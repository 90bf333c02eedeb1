//! # txtfmt
//!
//! A CLI front end for txtfmtlib's report-table formatters.
//!
//! ## Usage
//!
//! ```bash
//! # Round a JSON table to 2 digits, leaving the "n" column alone
//! txtfmt round table.json --digits 2 --exclude-cols-pattern '^n$'
//!
//! # Round a vector read from stdin, per-element digits, comma decimals
//! echo '["12,50", 3.14159, null]' | txtfmt round --digits 1,2,0 --dec , --na -
//!
//! # Companion formatters
//! txtfmt int 1234567 --language sv --no-html
//! txtfmt pval 0.056 0.0031 0.00001
//! txtfmt merge "Age" "(years)" --latex
//! ```

mod render;

use std::io::Read;
use std::process::ExitCode;

use anyhow::{anyhow, bail, Context};
use clap::{value_parser, Arg, ArgAction, ArgMatches, Command};
use tracing_subscriber::EnvFilter;
use txtfmtlib::{
    txt_int_vec, txt_merge_lines, txt_pval_vec, txt_round_table, txt_round_vec, Cell, Exclusion,
    IntOptions, PvalOptions, RoundOptions, Table,
};

use crate::render::OutputMode;

/// Build the clap Command structure
fn build_command() -> Command {
    Command::new("txtfmt")
        .version(env!("CARGO_PKG_VERSION"))
        .about("Format numbers for statistical report tables")
        .subcommand_required(true)
        .arg_required_else_help(true)
        .arg(
            Arg::new("verbose")
                .short('v')
                .long("verbose")
                .global(true)
                .action(ArgAction::SetTrue)
                .help("Log debug information to stderr"),
        )
        .arg(
            Arg::new("output")
                .short('o')
                .long("output")
                .global(true)
                .value_parser(["text", "json"])
                .default_value("text")
                .help("Output format"),
        )
        .subcommand(
            Command::new("round")
                .about("Round a JSON vector or table to fixed decimals")
                .arg(
                    Arg::new("input")
                        .help("JSON file with a cell array or a table object (stdin if omitted or '-')"),
                )
                .arg(
                    Arg::new("digits")
                        .short('d')
                        .long("digits")
                        .value_delimiter(',')
                        .value_parser(value_parser!(usize))
                        .default_value("0")
                        .help("Fractional digits: one value, or one per element / working column"),
                )
                .arg(
                    Arg::new("digits-nonzero")
                        .long("digits-nonzero")
                        .value_parser(value_parser!(usize))
                        .help("Allow up to N digits so small non-zero values don't round to zero"),
                )
                .arg(
                    Arg::new("na")
                        .long("na")
                        .help("Placeholder for missing values"),
                )
                .arg(
                    Arg::new("dec")
                        .long("dec")
                        .default_value(".")
                        .help("Decimal marker used by text input"),
                )
                .arg(
                    Arg::new("out-dec")
                        .long("out-dec")
                        .default_value(".")
                        .help("Decimal marker used in the output"),
                )
                .arg(
                    Arg::new("exclude-rows")
                        .long("exclude-rows")
                        .value_delimiter(',')
                        .value_parser(value_parser!(usize))
                        .conflicts_with("exclude-rows-pattern")
                        .help("Zero-based rows to leave untouched (comma-separated)"),
                )
                .arg(
                    Arg::new("exclude-rows-pattern")
                        .long("exclude-rows-pattern")
                        .help("Leave rows whose name matches this regex untouched"),
                )
                .arg(
                    Arg::new("exclude-cols")
                        .long("exclude-cols")
                        .value_delimiter(',')
                        .value_parser(value_parser!(usize))
                        .conflicts_with("exclude-cols-pattern")
                        .help("Zero-based columns to leave untouched (comma-separated)"),
                )
                .arg(
                    Arg::new("exclude-cols-pattern")
                        .long("exclude-cols-pattern")
                        .help("Leave columns whose name matches this regex untouched"),
                ),
        )
        .subcommand(
            Command::new("int")
                .about("Format integers with thousands separators")
                .arg(
                    Arg::new("values")
                        .required(true)
                        .num_args(1..)
                        .allow_negative_numbers(true)
                        .help("Values to format"),
                )
                .arg(
                    Arg::new("language")
                        .short('l')
                        .long("language")
                        .default_value("en")
                        .help("Language code ('en' groups with ',', others with a space)"),
                )
                .arg(
                    Arg::new("no-html")
                        .long("no-html")
                        .action(ArgAction::SetTrue)
                        .help("Use a plain space instead of &nbsp;"),
                ),
        )
        .subcommand(
            Command::new("pval")
                .about("Format p-values")
                .arg(
                    Arg::new("values")
                        .required(true)
                        .num_args(1..)
                        .help("P-values to format"),
                )
                .arg(
                    Arg::new("lim-sig")
                        .long("lim-sig")
                        .value_parser(value_parser!(f64))
                        .default_value("0.0001")
                        .help("Values below this are shown as '< LIM'"),
                )
                .arg(
                    Arg::new("lim-2dec")
                        .long("lim-2dec")
                        .value_parser(value_parser!(f64))
                        .default_value("0.01")
                        .help("Values at or above this get two significant digits"),
                )
                .arg(
                    Arg::new("no-html")
                        .long("no-html")
                        .action(ArgAction::SetTrue)
                        .help("Use '<' instead of &lt;"),
                ),
        )
        .subcommand(
            Command::new("merge")
                .about("Merge lines into a single multi-line cell")
                .arg(
                    Arg::new("lines")
                        .required(true)
                        .num_args(1..)
                        .help("Lines to merge (embedded newlines split further)"),
                )
                .arg(
                    Arg::new("latex")
                        .long("latex")
                        .action(ArgAction::SetTrue)
                        .help("Emit LaTeX \\vbox stacking instead of <br>"),
                ),
        )
}

/// Parse a one-character decimal marker argument
fn parse_marker(matches: &ArgMatches, name: &str) -> anyhow::Result<char> {
    let raw = matches
        .get_one::<String>(name)
        .map(|s| s.as_str())
        .unwrap_or(".");
    let mut chars = raw.chars();
    match (chars.next(), chars.next()) {
        (Some(c), None) => Ok(c),
        _ => bail!("--{} expects a single character, got '{}'", name, raw),
    }
}

/// Build an exclusion from either an index list or a name pattern
fn extract_exclusion(
    matches: &ArgMatches,
    indices: &str,
    pattern: &str,
) -> anyhow::Result<Option<Exclusion>> {
    if let Some(pattern) = matches.get_one::<String>(pattern) {
        return Ok(Some(Exclusion::pattern(pattern)?));
    }
    Ok(matches
        .get_many::<usize>(indices)
        .map(|v| Exclusion::indices(v.copied())))
}

/// Build round options from matches
fn build_round_options(matches: &ArgMatches) -> anyhow::Result<RoundOptions> {
    let digits: Vec<usize> = matches
        .get_many::<usize>("digits")
        .map(|v| v.copied().collect())
        .unwrap_or_else(|| vec![0]);

    let mut options = RoundOptions::new()
        .digits_per_item(digits)
        .na_placeholder(
            matches
                .get_one::<String>("na")
                .cloned()
                .unwrap_or_default(),
        )
        .decimal_marker(parse_marker(matches, "dec")?)
        .output_marker(parse_marker(matches, "out-dec")?);

    if let Some(max) = matches.get_one::<usize>("digits-nonzero") {
        options = options.digits_nonzero(*max);
    }
    if let Some(rows) = extract_exclusion(matches, "exclude-rows", "exclude-rows-pattern")? {
        options = options.exclude_rows(rows);
    }
    if let Some(cols) = extract_exclusion(matches, "exclude-cols", "exclude-cols-pattern")? {
        options = options.exclude_cols(cols);
    }
    Ok(options)
}

/// Read JSON input from a file, or stdin for `None` / `-`
fn read_input(path: Option<&String>) -> anyhow::Result<serde_json::Value> {
    let raw = match path.map(|s| s.as_str()) {
        None | Some("-") => {
            let mut buf = String::new();
            std::io::stdin()
                .read_to_string(&mut buf)
                .context("failed to read stdin")?;
            buf
        }
        Some(path) => std::fs::read_to_string(path)
            .with_context(|| format!("failed to read file '{}'", path))?,
    };
    tracing::debug!(bytes = raw.len(), "read input");
    serde_json::from_str(&raw).context("input is not valid JSON")
}

/// Parse a command-line value into a cell: numbers, `NA`, or text
fn cell_from_arg(raw: &str) -> Cell {
    if raw == "NA" {
        return Cell::Missing;
    }
    raw.parse::<f64>()
        .map(Cell::numeric)
        .unwrap_or_else(|_| Cell::text(raw))
}

/// Collect the positional values of a subcommand as cells
fn extract_cells(matches: &ArgMatches, name: &str) -> Vec<Cell> {
    matches
        .get_many::<String>(name)
        .map(|v| v.map(|s| cell_from_arg(s)).collect())
        .unwrap_or_default()
}

/// Handler for the round command
fn round_handler(matches: &ArgMatches, mode: OutputMode) -> anyhow::Result<String> {
    let options = build_round_options(matches)?;
    let input = read_input(matches.get_one::<String>("input"))?;

    match input {
        serde_json::Value::Array(_) => {
            let cells: Vec<Cell> = serde_json::from_value(input)?;
            let values = txt_round_vec(&cells, &options)?;
            render::render_values(&values, mode)
        }
        serde_json::Value::Object(_) => {
            let table: Table = serde_json::from_value(input)?;
            let rounded = txt_round_table(&table, &options)?;
            render::render_table(&rounded, mode)
        }
        _ => Err(anyhow!(
            "expected a JSON array of cells or a table object with \"rows\""
        )),
    }
}

/// Handler for the int command
fn int_handler(matches: &ArgMatches, mode: OutputMode) -> anyhow::Result<String> {
    let options = IntOptions::new()
        .language(
            matches
                .get_one::<String>("language")
                .cloned()
                .unwrap_or_else(|| "en".to_string()),
        )
        .html(!matches.get_flag("no-html"));
    let values = txt_int_vec(&extract_cells(matches, "values"), &options);
    render::render_values(&values, mode)
}

/// Handler for the pval command
fn pval_handler(matches: &ArgMatches, mode: OutputMode) -> anyhow::Result<String> {
    let mut options = PvalOptions::new().html(!matches.get_flag("no-html"));
    if let Some(lim) = matches.get_one::<f64>("lim-sig") {
        options = options.lim_sig(*lim);
    }
    if let Some(lim) = matches.get_one::<f64>("lim-2dec") {
        options = options.lim_2dec(*lim);
    }
    let values = txt_pval_vec(&extract_cells(matches, "values"), &options)?;
    render::render_values(&values, mode)
}

/// Handler for the merge command
fn merge_handler(matches: &ArgMatches, mode: OutputMode) -> anyhow::Result<String> {
    let lines: Vec<&String> = matches
        .get_many::<String>("lines")
        .map(|v| v.collect())
        .unwrap_or_default();
    let merged = txt_merge_lines(&lines, !matches.get_flag("latex"))?;
    render::render_values(&[merged], mode)
}

/// Install the stderr log subscriber; `RUST_LOG` overrides `--verbose`
fn init_logging(verbose: bool) {
    let default_level = if verbose { "debug" } else { "warn" };
    let filter =
        EnvFilter::try_from_default_env().unwrap_or_else(|_| EnvFilter::new(default_level));
    tracing_subscriber::fmt()
        .with_env_filter(filter)
        .with_writer(std::io::stderr)
        .with_target(false)
        .init();
}

fn run(name: &str, sub: &ArgMatches) -> anyhow::Result<String> {
    let mode = sub
        .get_one::<String>("output")
        .map(|s| OutputMode::from_arg(s))
        .unwrap_or_default();

    match name {
        "round" => round_handler(sub, mode),
        "int" => int_handler(sub, mode),
        "pval" => pval_handler(sub, mode),
        "merge" => merge_handler(sub, mode),
        _ => Err(anyhow!("unknown command '{}'", name)),
    }
}

fn main() -> ExitCode {
    let matches = build_command().get_matches();
    // Global flags are read from the subcommand, where clap propagates them.
    let Some((name, sub)) = matches.subcommand() else {
        return ExitCode::FAILURE;
    };
    init_logging(sub.get_flag("verbose"));

    match run(name, sub) {
        Ok(output) => {
            print!("{}", output);
            ExitCode::SUCCESS
        }
        Err(e) => {
            eprintln!("Error: {e}");
            ExitCode::FAILURE
        }
    }
}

----------

WHAT YOU NEED TO DO: Take the line containing "clap propagates them." and each line after it up to the last line of the listing, and print them exactly.

TASK ANSWER:
    // Global flags are read from the subcommand, where clap propagates them.
    let Some((name, sub)) = matches.subcommand() else {
        return ExitCode::FAILURE;
    };
    init_logging(sub.get_flag("verbose"));

    match run(name, sub) {
        Ok(output) => {
            print!("{}", output);
            ExitCode::SUCCESS
        }
        Err(e) => {
            eprintln!("Error: {e}");
            ExitCode::FAILURE
        }
    }
}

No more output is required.